Chapter 17 governs off-taker default. If the off-taker fails its take-or-pay obligations, the developer must issue a Notice of Default, allow a 90-day cure period, and if uncured, seek arbitration. The off-taker posts no equivalent cash bond; no sum is unconditionally available to the developer upon off-taker default.
THEME I – ADDITIONAL STRUCTURAL RISKS
I.1 Test Generation – Zero Revenue for Energy Delivered to Grid
Relevant Clauses: Articles 5.3 and 4.1(Ka)
Article 5.3 explicitly states that during the Test Generation period (between first power production and formal COD declaration), the off-taker is not obligated to pay any amount for electricity supplied. Article 4.1(क) sets a 30-day notice requirement before testing begins. The test period can last 15–30 days depending on satisfactory completion.
| TEST GENERATION REVENUE FOREGONE Test period: 15–30 days | Capacity: 70,442 kW | 50% average output Energy delivered (15 days): 70,442 × 0.50 × 15 × 24 = 12,679,560 kWh Revenue value (NPR 5.90): 12,679,560 × 5.90 = NPR 74,809,404 For 30-day test period: ≈ NPR 149.6 million (~NPR 15 crore) delivered free to grid. |
| ▶ RECOMMENDED RENEGOTIATION POSITION Test generation energy should be compensated at 50% of the applicable purchase rate, reflecting partial commercial value delivered and developer’s O&M costs during the period. This is standard in bilateral RoR PPAs across South Asia. |
I.2 Hydrology Revision – Asymmetric Adjustment Mechanism
Relevant Clause: Article 35.18
Article 35.18 provides that every 5 years post-COD, the developer may request a Contract Energy review against actual gauged river discharge. Any revision requires mutual agreement between the parties. There is no obligation on the off-taker to agree to any revision.
Problem
If actual long-term hydrology proves chronically lower than design assumptions – a material risk for any Himalayan RoR project – the off-taker can simply decline revision. The developer then faces a permanent 80% monthly minimum penalty mechanism calibrated against a Contract Energy figure that the river cannot physically support.
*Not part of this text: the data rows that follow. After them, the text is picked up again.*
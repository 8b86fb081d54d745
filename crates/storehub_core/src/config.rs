//! Runtime configuration.
//!
//! # Responsibility
//! - Load settings from an optional TOML file.
//! - Apply `STOREHUB_*` environment overrides on top of the file.
//! - Hand out the pieces the core needs (tenant resolver, database handle).
//!
//! # Invariants
//! - A missing file is not an error; defaults apply.
//! - The tenant header name is never blank after `validate()`.

use crate::db::{open_db, open_db_in_memory, DbResult};
use crate::logging::default_log_level;
use crate::tenant::{TenantResolver, DEFAULT_TENANT_HEADER};
use rusqlite::Connection;
use serde::{Deserialize, Serialize};
use std::path::{Path, PathBuf};

pub const ENV_DB_PATH: &str = "STOREHUB_DB_PATH";
pub const ENV_LOG_LEVEL: &str = "STOREHUB_LOG_LEVEL";
pub const ENV_LOG_DIR: &str = "STOREHUB_LOG_DIR";
pub const ENV_TENANT_HEADER: &str = "STOREHUB_TENANT_HEADER";

#[derive(Debug, thiserror::Error)]
pub enum ConfigError {
    #[error("failed to read {}: {source}", path.display())]
    Read {
        path: PathBuf,
        source: std::io::Error,
    },
    #[error("failed to parse config: {0}")]
    Parse(#[from] toml::de::Error),
    #[error("invalid config: {0}")]
    Invalid(String),
}

#[derive(Debug, Clone, Default, PartialEq, Eq, Serialize, Deserialize)]
#[serde(default, deny_unknown_fields)]
pub struct DatabaseConfig {
    /// SQLite file path. `None` selects an in-memory database.
    pub path: Option<PathBuf>,
}

#[derive(Debug, Clone, Default, PartialEq, Eq, Serialize, Deserialize)]
#[serde(default, deny_unknown_fields)]
pub struct LoggingConfig {
    /// `trace|debug|info|warn|error`; build-mode default when unset.
    pub level: Option<String>,
    /// Absolute directory for rolling log files. No file logging when unset.
    pub dir: Option<PathBuf>,
}

#[derive(Debug, Clone, PartialEq, Eq, Serialize, Deserialize)]
#[serde(default, deny_unknown_fields)]
pub struct TenancyConfig {
    /// Request header carrying the tenant company id.
    pub header: String,
}

impl Default for TenancyConfig {
    fn default() -> Self {
        Self {
            header: DEFAULT_TENANT_HEADER.to_string(),
        }
    }
}

#[derive(Debug, Clone, Default, PartialEq, Eq, Serialize, Deserialize)]
#[serde(default, deny_unknown_fields)]
pub struct StoreHubConfig {
    pub database: DatabaseConfig,
    pub logging: LoggingConfig,
    pub tenancy: TenancyConfig,
}

impl StoreHubConfig {
    /// Parses a TOML document. Omitted sections keep their defaults.
    pub fn from_toml_str(contents: &str) -> Result<Self, ConfigError> {
        let config: Self = toml::from_str(contents)?;
        config.validate()?;
        Ok(config)
    }

    /// Loads `path` when it exists, then applies process environment
    /// overrides.
    pub fn load(path: Option<&Path>) -> Result<Self, ConfigError> {
        let mut config = match path {
            Some(path) if path.exists() => {
                let contents =
                    std::fs::read_to_string(path).map_err(|source| ConfigError::Read {
                        path: path.to_path_buf(),
                        source,
                    })?;
                toml::from_str(&contents)?
            }
            _ => Self::default(),
        };
        config.apply_env_overrides(|key| std::env::var(key).ok());
        config.validate()?;
        Ok(config)
    }

    /// Overrides fields from `lookup` (normally the process environment).
    pub fn apply_env_overrides<F>(&mut self, lookup: F)
    where
        F: Fn(&str) -> Option<String>,
    {
        if let Some(path) = lookup(ENV_DB_PATH) {
            self.database.path = non_blank(path).map(PathBuf::from);
        }
        if let Some(level) = lookup(ENV_LOG_LEVEL) {
            self.logging.level = non_blank(level);
        }
        if let Some(dir) = lookup(ENV_LOG_DIR) {
            self.logging.dir = non_blank(dir).map(PathBuf::from);
        }
        if let Some(header) = lookup(ENV_TENANT_HEADER) {
            self.tenancy.header = header.trim().to_string();
        }
    }

    pub fn validate(&self) -> Result<(), ConfigError> {
        if self.tenancy.header.trim().is_empty() {
            return Err(ConfigError::Invalid(
                "tenancy.header must not be blank".to_string(),
            ));
        }
        Ok(())
    }

    /// Effective log level.
    pub fn log_level(&self) -> &str {
        self.logging
            .level
            .as_deref()
            .unwrap_or_else(|| default_log_level())
    }

    pub fn tenant_resolver(&self) -> TenantResolver {
        TenantResolver::new(self.tenancy.header.trim())
    }

    /// Opens one connection to the configured database.
    pub fn open_database(&self) -> DbResult<Connection> {
        match self.database.path.as_deref() {
            Some(path) => open_db(path),
            None => open_db_in_memory(),
        }
    }
}

fn non_blank(value: String) -> Option<String> {
    let trimmed = value.trim();
    if trimmed.is_empty() {
        None
    } else {
        Some(trimmed.to_string())
    }
}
Conversely, if hydrology is higher than planned, the off-taker has every incentive to agree to an upward revision (more energy at regulated rates), while the developer cannot monetise the upside through third-party sales.
| ▶ RECOMMENDED RENEGOTIATION POSITION Make hydrology revision mandatory (not optional) every 5 years, based on gauged discharge data from the Department of Hydrology and Meteorology. Revisions must apply symmetrically – both upward and downward – and must adjust Contract Energy, the 30% dry season threshold, and the 80% monthly minimum in proportion. |
I.3 Informational Asymmetry – Off-Taker Inspection Rights Without Reciprocity
Relevant Clause: Article 36
Article 36 grants the off-taker unilateral inspection rights over the project’s construction, production, and operational arrangements at any time, with prior notice. The off-taker’s inspectors can review operational data that may inform its dispute strategy. No equivalent right exists for the developer to access the off-taker’s Load Dispatch Centre records, grid availability reports, or transmission infrastructure status logs.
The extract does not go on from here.